Excerpted data |

== Segment start ==

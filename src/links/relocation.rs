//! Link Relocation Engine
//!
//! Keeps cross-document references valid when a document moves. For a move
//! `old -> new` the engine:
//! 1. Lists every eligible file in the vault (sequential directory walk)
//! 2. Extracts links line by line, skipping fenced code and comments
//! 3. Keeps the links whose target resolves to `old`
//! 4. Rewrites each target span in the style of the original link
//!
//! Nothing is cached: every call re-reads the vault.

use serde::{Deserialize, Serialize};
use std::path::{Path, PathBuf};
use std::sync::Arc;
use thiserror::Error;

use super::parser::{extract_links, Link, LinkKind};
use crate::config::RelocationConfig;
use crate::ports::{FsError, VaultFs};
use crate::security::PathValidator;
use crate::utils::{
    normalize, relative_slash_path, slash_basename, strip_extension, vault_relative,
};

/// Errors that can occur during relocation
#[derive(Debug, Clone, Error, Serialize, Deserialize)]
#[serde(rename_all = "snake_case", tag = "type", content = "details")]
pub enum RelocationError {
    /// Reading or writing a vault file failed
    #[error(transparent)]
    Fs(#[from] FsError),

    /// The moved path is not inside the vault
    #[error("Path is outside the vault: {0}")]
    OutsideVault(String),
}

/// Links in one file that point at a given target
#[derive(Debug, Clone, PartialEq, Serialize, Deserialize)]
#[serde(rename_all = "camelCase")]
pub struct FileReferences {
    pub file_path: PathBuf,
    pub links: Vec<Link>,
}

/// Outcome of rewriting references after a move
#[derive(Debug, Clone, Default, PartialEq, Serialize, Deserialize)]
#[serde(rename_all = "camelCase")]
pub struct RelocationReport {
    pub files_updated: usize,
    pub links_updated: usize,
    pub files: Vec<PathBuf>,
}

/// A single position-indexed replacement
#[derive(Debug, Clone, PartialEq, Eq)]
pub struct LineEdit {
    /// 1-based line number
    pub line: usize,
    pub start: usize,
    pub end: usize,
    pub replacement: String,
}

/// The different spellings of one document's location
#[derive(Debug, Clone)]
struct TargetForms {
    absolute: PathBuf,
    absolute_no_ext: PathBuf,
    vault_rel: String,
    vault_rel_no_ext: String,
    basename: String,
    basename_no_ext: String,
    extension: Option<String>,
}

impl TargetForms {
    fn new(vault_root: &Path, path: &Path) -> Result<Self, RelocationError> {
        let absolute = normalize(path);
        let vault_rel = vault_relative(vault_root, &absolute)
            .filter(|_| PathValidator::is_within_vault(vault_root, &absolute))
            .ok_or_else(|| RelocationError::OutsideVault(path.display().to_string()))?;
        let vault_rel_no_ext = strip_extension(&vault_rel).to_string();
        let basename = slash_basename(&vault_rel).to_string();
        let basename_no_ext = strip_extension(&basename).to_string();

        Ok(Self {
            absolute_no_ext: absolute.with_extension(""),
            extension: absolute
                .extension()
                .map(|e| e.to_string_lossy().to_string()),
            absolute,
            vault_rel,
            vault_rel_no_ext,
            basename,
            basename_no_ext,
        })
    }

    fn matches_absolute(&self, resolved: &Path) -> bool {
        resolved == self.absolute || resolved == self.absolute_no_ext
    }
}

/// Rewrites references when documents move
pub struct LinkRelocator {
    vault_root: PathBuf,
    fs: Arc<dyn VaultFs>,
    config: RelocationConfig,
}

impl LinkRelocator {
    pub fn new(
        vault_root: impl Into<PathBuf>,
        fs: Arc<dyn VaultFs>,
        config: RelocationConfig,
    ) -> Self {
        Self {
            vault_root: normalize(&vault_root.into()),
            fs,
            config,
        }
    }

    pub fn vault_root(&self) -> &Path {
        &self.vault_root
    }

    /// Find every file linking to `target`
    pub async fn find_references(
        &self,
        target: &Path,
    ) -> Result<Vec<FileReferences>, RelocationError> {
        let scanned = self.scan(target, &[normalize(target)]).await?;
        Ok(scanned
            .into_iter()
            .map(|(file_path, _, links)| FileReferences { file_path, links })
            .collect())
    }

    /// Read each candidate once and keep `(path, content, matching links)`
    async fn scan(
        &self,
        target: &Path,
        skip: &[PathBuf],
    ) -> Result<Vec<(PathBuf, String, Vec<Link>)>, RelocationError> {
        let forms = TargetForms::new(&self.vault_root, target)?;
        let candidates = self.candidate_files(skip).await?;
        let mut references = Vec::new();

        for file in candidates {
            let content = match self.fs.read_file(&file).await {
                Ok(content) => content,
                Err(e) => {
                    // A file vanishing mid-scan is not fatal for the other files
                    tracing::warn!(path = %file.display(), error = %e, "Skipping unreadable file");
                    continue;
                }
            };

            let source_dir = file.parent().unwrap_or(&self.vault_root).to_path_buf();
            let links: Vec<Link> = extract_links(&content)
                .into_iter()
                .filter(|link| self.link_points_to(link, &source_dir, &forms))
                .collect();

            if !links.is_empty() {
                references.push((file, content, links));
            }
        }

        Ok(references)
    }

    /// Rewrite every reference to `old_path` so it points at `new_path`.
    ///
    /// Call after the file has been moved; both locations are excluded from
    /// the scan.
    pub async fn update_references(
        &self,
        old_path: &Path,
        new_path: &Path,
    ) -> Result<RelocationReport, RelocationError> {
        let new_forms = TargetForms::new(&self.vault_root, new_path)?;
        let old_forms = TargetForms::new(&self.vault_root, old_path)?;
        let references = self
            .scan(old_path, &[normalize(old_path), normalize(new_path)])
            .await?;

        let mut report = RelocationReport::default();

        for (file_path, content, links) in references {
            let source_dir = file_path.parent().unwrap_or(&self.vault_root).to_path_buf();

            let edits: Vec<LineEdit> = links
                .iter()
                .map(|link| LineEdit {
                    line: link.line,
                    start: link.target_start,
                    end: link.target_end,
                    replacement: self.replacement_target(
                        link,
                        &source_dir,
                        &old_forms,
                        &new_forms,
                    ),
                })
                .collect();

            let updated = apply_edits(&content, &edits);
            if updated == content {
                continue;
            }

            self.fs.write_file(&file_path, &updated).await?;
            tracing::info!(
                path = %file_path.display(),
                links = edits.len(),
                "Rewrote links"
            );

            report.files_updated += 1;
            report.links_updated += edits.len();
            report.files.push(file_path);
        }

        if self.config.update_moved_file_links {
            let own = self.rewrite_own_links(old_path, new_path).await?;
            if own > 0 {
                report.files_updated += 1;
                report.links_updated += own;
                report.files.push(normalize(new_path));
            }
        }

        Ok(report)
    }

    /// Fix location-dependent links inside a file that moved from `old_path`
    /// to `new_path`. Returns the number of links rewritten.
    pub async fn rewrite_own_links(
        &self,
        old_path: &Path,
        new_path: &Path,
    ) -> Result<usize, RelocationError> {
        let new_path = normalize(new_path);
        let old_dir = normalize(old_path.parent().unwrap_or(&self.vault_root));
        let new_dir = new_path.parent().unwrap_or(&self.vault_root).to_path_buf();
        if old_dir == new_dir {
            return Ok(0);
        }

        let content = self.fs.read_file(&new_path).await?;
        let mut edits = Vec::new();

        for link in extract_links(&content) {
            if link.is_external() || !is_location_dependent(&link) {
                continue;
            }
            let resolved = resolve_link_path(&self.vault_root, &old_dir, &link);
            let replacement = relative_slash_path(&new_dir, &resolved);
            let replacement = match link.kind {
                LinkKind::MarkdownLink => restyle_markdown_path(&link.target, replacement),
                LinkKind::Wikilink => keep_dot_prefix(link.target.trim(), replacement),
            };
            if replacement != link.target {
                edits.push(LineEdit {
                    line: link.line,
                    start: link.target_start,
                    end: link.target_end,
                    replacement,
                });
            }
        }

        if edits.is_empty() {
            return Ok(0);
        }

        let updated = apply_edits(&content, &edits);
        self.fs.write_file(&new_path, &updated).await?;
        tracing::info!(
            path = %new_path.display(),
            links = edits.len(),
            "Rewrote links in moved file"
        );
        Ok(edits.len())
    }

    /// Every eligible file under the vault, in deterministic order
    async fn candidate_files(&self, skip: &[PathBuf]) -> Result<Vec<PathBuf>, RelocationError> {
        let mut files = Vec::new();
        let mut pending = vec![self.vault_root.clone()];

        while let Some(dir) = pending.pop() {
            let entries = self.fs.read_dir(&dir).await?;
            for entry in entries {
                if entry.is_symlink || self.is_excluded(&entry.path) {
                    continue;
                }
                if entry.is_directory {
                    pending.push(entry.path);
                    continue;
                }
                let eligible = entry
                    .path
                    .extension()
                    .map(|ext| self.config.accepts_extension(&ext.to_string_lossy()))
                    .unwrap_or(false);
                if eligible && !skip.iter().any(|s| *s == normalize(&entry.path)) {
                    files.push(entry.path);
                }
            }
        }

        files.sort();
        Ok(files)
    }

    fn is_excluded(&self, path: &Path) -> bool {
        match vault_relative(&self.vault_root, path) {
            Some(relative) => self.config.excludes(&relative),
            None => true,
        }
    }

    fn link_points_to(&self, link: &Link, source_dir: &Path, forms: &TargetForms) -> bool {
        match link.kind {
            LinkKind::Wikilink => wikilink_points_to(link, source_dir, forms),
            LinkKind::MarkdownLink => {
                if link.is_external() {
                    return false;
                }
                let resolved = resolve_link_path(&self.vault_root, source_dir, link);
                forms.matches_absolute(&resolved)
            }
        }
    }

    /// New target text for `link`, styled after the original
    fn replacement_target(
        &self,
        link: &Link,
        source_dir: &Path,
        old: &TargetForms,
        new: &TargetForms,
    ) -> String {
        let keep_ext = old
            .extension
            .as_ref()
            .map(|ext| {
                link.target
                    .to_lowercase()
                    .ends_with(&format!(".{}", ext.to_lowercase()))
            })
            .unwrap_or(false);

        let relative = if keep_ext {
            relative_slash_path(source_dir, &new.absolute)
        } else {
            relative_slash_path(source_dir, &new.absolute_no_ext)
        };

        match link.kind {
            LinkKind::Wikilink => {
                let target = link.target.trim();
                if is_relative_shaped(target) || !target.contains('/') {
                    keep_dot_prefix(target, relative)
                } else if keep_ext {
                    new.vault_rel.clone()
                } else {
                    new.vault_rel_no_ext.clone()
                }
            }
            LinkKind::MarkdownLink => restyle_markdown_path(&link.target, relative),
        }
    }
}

== Segment end ==

Task requirements | Reproduce every line from the entries that holds the word "impl".

Completed task |
impl TargetForms {
impl LinkRelocator {
        vault_root: impl Into<PathBuf>,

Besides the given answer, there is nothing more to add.